Metsu was born in the influential Dutch town of Leiden, and like several of his contemporaries was an accomplished genre painter. He was trained by another Leiden painter, Gerard Dou (1613 – 1675), who also had Frans van Mieris the Elder (1635 – 1681) as a student. Metsu also trained with Jan Baptist Weenix (1621 – 1660) in Utrecht.

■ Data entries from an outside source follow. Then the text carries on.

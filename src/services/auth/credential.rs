/*
 * Responsibility
 * - access credential (JWT) の検証 (署名 / exp / 設定時は iss・aud の存在と一致)
 * - 検証鍵は起動時に 1 度だけ読み込む (HS256 secret or Ed25519 公開鍵)
 * - 失敗理由は全て InvalidCredential に潰す (呼び出し側に理由は返さない)
 *
 * 置かないもの
 *  - ヘッダの読み取り / anonymous 扱いの判断 (middleware 側)
 */
use std::fmt;

use jsonwebtoken::{Algorithm, DecodingKey, Validation};
use serde::Deserialize;
use thiserror::Error;

/// Key material used to verify credential signatures.
///
/// The algorithm is fixed by the key kind, so a token signed with any other
/// algorithm is rejected.
#[derive(Clone, PartialEq, Eq)]
pub enum VerificationKey {
    /// HMAC shared secret (HS256)
    Secret(String),
    /// Ed25519 public key in SPKI PEM (EdDSA)
    Ed25519PublicPem(String),
}

impl fmt::Debug for VerificationKey {
    fn fmt(&self, f: &mut fmt::Formatter<'_>) -> fmt::Result {
        // Do not print key material
        match self {
            Self::Secret(_) => f.write_str("Secret([REDACTED])"),
            Self::Ed25519PublicPem(_) => f.write_str("Ed25519PublicPem(..)"),
        }
    }
}

/// Claim checks applied on top of signature + `exp`.
#[derive(Debug, Clone, Default)]
pub struct VerificationPolicy {
    pub issuer: Option<String>,
    pub audience: Option<String>,
    pub leeway_seconds: u64,
}

/// Startup failure while building the codec. Fatal: the server must not start.
#[derive(Debug, Error)]
pub enum CodecError {
    #[error("verification secret must not be empty")]
    EmptySecret,
    #[error("invalid ed25519 public key pem: {0}")]
    InvalidPublicKey(#[source] jsonwebtoken::errors::Error),
}

/// The single, reason-less verification failure.
#[derive(Debug, Clone, Copy, PartialEq, Eq, Error)]
#[error("invalid credential")]
pub struct InvalidCredential;

/// Verified credential payload.
#[derive(Debug, Clone, Deserialize)]
pub struct Claims {
    pub sub: String,
    pub exp: u64,

    #[serde(default)]
    pub email: Option<String>,
}

#[derive(Clone)]
pub struct CredentialCodec {
    decoding_key: DecodingKey,
    validation: Validation,
}

impl fmt::Debug for CredentialCodec {
    fn fmt(&self, f: &mut fmt::Formatter<'_>) -> fmt::Result {
        f.debug_struct("CredentialCodec")
            .field("validation", &self.validation)
            .finish()
    }
}

impl CredentialCodec {
    pub fn new(key: &VerificationKey, policy: &VerificationPolicy) -> Result<Self, CodecError> {
        let (decoding_key, algorithm) = match key {
            VerificationKey::Secret(secret) => {
                if secret.is_empty() {
                    return Err(CodecError::EmptySecret);
                }
                (DecodingKey::from_secret(secret.as_bytes()), Algorithm::HS256)
            }
            VerificationKey::Ed25519PublicPem(pem) => (
                DecodingKey::from_ed_pem(pem.as_bytes()).map_err(CodecError::InvalidPublicKey)?,
                Algorithm::EdDSA,
            ),
        };

        let mut validation = Validation::new(algorithm);
        validation.leeway = policy.leeway_seconds;

        // A configured issuer/audience must also be present, not just match when present
        let mut required = vec!["exp", "sub"];
        if let Some(issuer) = &policy.issuer {
            validation.set_issuer(&[issuer]);
            required.push("iss");
        }
        match &policy.audience {
            Some(audience) => {
                validation.set_audience(&[audience]);
                required.push("aud");
            }
            // A token carrying `aud` would otherwise fail when no audience is configured
            None => validation.validate_aud = false,
        }
        validation.set_required_spec_claims(&required);

        Ok(Self {
            decoding_key,
            validation,
        })
    }

    /// Verify `raw` and return its claims.
    ///
    /// An empty string is always invalid; whether a missing credential means
    /// "anonymous" is the caller's decision.
    pub fn validate(&self, raw: &str) -> Result<Claims, InvalidCredential> {
        if raw.is_empty() {
            return Err(InvalidCredential);
        }

        let data = jsonwebtoken::decode::<Claims>(raw, &self.decoding_key, &self.validation)
            .map_err(|_| InvalidCredential)?;

        if data.claims.sub.trim().is_empty() {
            return Err(InvalidCredential);
        }

        Ok(data.claims)
    }
}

Some of his strongest influences were other Leiden painters such as Jan Steen (1626 – 1679), as seen in Metsu’s piece Lazarus. His influences from Rembrandt (1606 – 1669) and collaborator Jan Lievens (1607 – 1674), are seen in his 1653 work, Woman Taken in Adultery. After training in Utrecht, Metsu relocated to Amsterdam in 1657, where he began to paint some of his finest works, considered amongst the best genre pieces of the period. His portraits were often depictions of middle class life, and taken directly from his surroundings, as a poultry holder and living near a vegetable market, a well known example being, Marketplace of Amsterdam. A wealthy merchant, Jan J. Hinlopen, patronized Metsu, who produced some of his best work in portraits of the Hinlopen family.
His works were often considered equal to that of the other great Dutch genre painters, such as his teacher, Gerard Dou, as well as Gerard ter Borch (1617 – 1681) and Pieter de Hooch (1629 – 1684). Metsu’s piece, The Sick Child, implores a rich palette of colors, which is sometimes compared to work of the Dutch master, Johannes Vermeer (1632 – 1675). Metsu’s work is a prime example of the 17th Century’s Dutch Golden Age of painting. He painted a number of genre pieces, still-life works and portraits; many of which are difficult to give an exact date to. Of his work seen in the Uffizi Gallery is, A Lady and a Knight, sometimes called The Hunter and a Woman.